Kisruh Sonya Depari, “Anak”nya Arman Depari.

Kemarin muncul video yang diterbitkan oleh Tribun News tentang anak SMA di Kota Medan (kota tempat ku bertumbuh dan menghabiskan masa kecil dan masa remaja ku) yang terkena razia habis coret-coret setelah selesai UN. Sang anak tersebut yang tidak secara kebetulan berjenis kelamin perempuan, tidak terima jika nanti kemudian namanya akan muncul di media dan dengan lugas dan percaya diri dia mengaku anak dari Arman Depari, seorang perwira tinggi Polri yang sejak 27 Agustus 2014 mengemban amanat sebagai Deputi Bidang Pemberantasan Badan Narkotika Nasional (BNN). Kemudian pada malam berita itu tersebar muncul pengakuan dari Arman Depari kalau beliau tidak memiliki anak perempuan.

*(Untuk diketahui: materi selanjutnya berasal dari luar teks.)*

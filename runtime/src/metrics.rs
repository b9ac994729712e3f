//! Prometheus metrics for the order engine.
//!
//! Services record through the `metrics` facade; [`MetricsServer`] installs
//! the Prometheus recorder and renders the scrape body.
//!
//! | metric | type | labels |
//! |---|---|---|
//! | `orders_placed_total` | counter | `outcome` = `created` / `updated` |
//! | `orders_cancelled_total` | counter | |
//! | `payments_requested_total` | counter | `outcome` = `created` / `renewed` |
//! | `webhooks_reconciled_total` | counter | `outcome` = `applied` / `unchanged` / `rejected` |
//! | `reassignments_total` | counter | `outcome` = `reassigned` / `failed` / `skipped` |
//! | `notifications_failed_total` | counter | `template` |
//! | `transaction_duration_seconds` | histogram | `operation` |
//!
//! # Example
//!
//! ```rust,no_run
//! use tripdesk_runtime::metrics::MetricsServer;
//!
//! # fn example() -> Result<(), Box<dyn std::error::Error>> {
//! let mut server = MetricsServer::new("0.0.0.0:9090".parse()?);
//! server.start()?;
//! let body = server.render();
//! # Ok(())
//! # }
//! ```

use metrics::{describe_counter, describe_histogram};
use metrics_exporter_prometheus::{Matcher, PrometheusBuilder, PrometheusHandle};
use std::net::SocketAddr;
use std::time::Duration;
use thiserror::Error;

/// Errors from metrics operations.
#[derive(Error, Debug)]
pub enum MetricsError {
    /// Failed to build metrics exporter
    #[error("Failed to build metrics exporter: {0}")]
    Build(String),
    /// Failed to install metrics exporter
    #[error("Failed to install metrics exporter: {0}")]
    Install(String),
}

/// Prometheus recorder and scrape renderer.
pub struct MetricsServer {
    addr: SocketAddr,
    handle: Option<PrometheusHandle>,
}

impl MetricsServer {
    /// Create a metrics server for the given scrape address.
    #[must_use]
    pub const fn new(addr: SocketAddr) -> Self {
        Self { addr, handle: None }
    }

    /// Address the scrape endpoint should be served on.
    #[must_use]
    pub const fn addr(&self) -> SocketAddr {
        self.addr
    }

    /// Register descriptions and install the Prometheus recorder.
    ///
    /// # Errors
    ///
    /// Returns error if the exporter cannot be built or installed. A recorder
    /// that is already installed (common in tests) is logged and tolerated.
    pub fn start(&mut self) -> Result<(), MetricsError> {
        register_metrics();

        let builder = PrometheusBuilder::new()
            .set_buckets_for_metric(
                Matcher::Suffix("duration_seconds".to_string()),
                &[0.001, 0.005, 0.01, 0.025, 0.05, 0.1, 0.25, 0.5, 1.0, 2.5, 5.0],
            )
            .map_err(|e| MetricsError::Build(e.to_string()))?;

        match builder.install_recorder() {
            Ok(handle) => {
                self.handle = Some(handle);
                tracing::info!(addr = %self.addr, "Metrics recorder installed");
                Ok(())
            }
            Err(e) => {
                let err_msg = e.to_string();
                if err_msg.contains("already initialized") {
                    tracing::warn!("Metrics recorder already initialized, skipping re-initialization");
                    Ok(())
                } else {
                    Err(MetricsError::Install(err_msg))
                }
            }
        }
    }

    /// Handle for rendering from another task.
    #[must_use]
    pub fn handle(&self) -> Option<PrometheusHandle> {
        self.handle.clone()
    }

    /// Render current metrics in Prometheus text format.
    ///
    /// Returns `None` if the server hasn't been started.
    #[must_use]
    pub fn render(&self) -> Option<String> {
        self.handle.as_ref().map(PrometheusHandle::render)
    }
}

fn register_metrics() {
    describe_counter!("orders_placed_total", "Orders created or updated by placement");
    describe_counter!("orders_cancelled_total", "Orders cancelled by an actor");
    describe_counter!(
        "payments_requested_total",
        "Payment URLs created or renewed"
    );
    describe_counter!(
        "webhooks_reconciled_total",
        "Gateway notifications processed, by outcome"
    );
    describe_counter!(
        "reassignments_total",
        "Pending orders handled by the reassignment cascade, by outcome"
    );
    describe_counter!(
        "notifications_failed_total",
        "Notifications the notifier failed to deliver"
    );
    describe_histogram!(
        "transaction_duration_seconds",
        "Wall time of engine transactions, including lock waits"
    );
}

/// Recorders used by the services.
pub(crate) struct EngineMetrics;

impl EngineMetrics {
    pub(crate) fn order_placed(created: bool) {
        let outcome = if created { "created" } else { "updated" };
        metrics::counter!("orders_placed_total", "outcome" => outcome).increment(1);
    }

    pub(crate) fn order_cancelled() {
        metrics::counter!("orders_cancelled_total").increment(1);
    }

    pub(crate) fn payment_requested(renewed: bool) {
        let outcome = if renewed { "renewed" } else { "created" };
        metrics::counter!("payments_requested_total", "outcome" => outcome).increment(1);
    }

    pub(crate) fn webhook(outcome: &'static str) {
        metrics::counter!("webhooks_reconciled_total", "outcome" => outcome).increment(1);
    }

    pub(crate) fn reassignment(outcome: &'static str) {
        metrics::counter!("reassignments_total", "outcome" => outcome).increment(1);
    }

    pub(crate) fn notification_failed(template: &'static str) {
        metrics::counter!("notifications_failed_total", "template" => template).increment(1);
    }

    pub(crate) fn transaction(operation: &'static str, duration: Duration) {
        metrics::histogram!("transaction_duration_seconds", "operation" => operation)
            .record(duration.as_secs_f64());
    }
}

            Ada yang lucu disini, ketakutannya menjadi kenyataan. Bagaikan mimpi buruk, video itu muncul di berbagai sosial media yang ada. Dan tentu saja sebagai kebiasaan masyarakat Indonesia yang belum bisa menerima demokrasi karena belum berbanding lurus dan selaras dengan kecerdasannya, rame-rame membully sang anak. Belakangan diketahui nama anak tersebut adalah Sonya Sembiring, seorang model di Kota Medan, sekolah di SMA Methodist I Medan.
            Ada yang menarik disini, sebagai orang yang sudah lama tinggal di Kota Medan, “Anggar Keluarga”, sudah menjadi hal biasa. Apalagi kalau sedang berhadapan sama Polisi dan Birokrasi di Kota Medan. Kalau kau ga anggar keluarga, ga di terge lah di Medan. Di tilang seenaknya, ngurus dokumen sana-sini diperlambat, bahkan bisa ditolak. Makanya tidak heran kalau di Medan banyak polisi yang buncit. Kalau kata orang Medan, jalanan di Medan memang kejam. Masih teringat jelas sempat tersebar video ribut antara Tentara yang merasa tidak terima saat ditilang oleh Polisi. Pada akhir video sang polisi tunggang langgang kabur menghindari sang TNI.
            Bersama kita sudah sama-sama tau, ini jaman pencitraan dan menghakimi. Tidak terlepas dari Polisi. Bagaimana saya muak menonton acara 86 yang disiarkan NET TV, dimana mereka lebih memunculkan sisi baik Polisi, namun yang kurang baik tidak dimunculkan. Sudah hal biasa anak SMA habis melaksanakan ujian UN melakukan celebration dengan coret-coret dan jalan sambil konvoi keliling kota. Mungkin saat ini kita merasa, itu hal yang jelek, merusak moral bangsa, norak dan tidak memiliki etika. Tapi, berapa banyak dari kita yang juga melakukan hal yang sama? Saya semasa lulus SMA dulu, juga melakukan hal yang sama, mengabaikan himbauan orangtua, merasa menjadi orang merdeka, dan merasa keren sendiri. So, wajarkah jika mereka termasuk dek Sonya ingin merasakan hal yang sama seperti yang kita rasakan masa akhir SMA lalu?
            Ada yang salah disini, ketika Sonya yang masih muda harus mengalami bully dari banyaknya masyarakat Indonesia yang semena-mena menghujat dan menyalahkannya. Oh, bagaimana masa depannya, jika dalam masa mudanya dia sudah menerima hal tersebut? Patutkah hanya dia yang disalahkan? Apakah ini murni kesalahannya? Apakah peran polisi disini sudah benar? Ah, aku lelah menanggapinya. Kasian nasib dek Sonya… Semoga kamu tabah dan kuat dalam menghadapi orang-orang yang sedang menghakimi dan menghujatmu. Memang itu kesukaan dan kepuasan mereka (pag).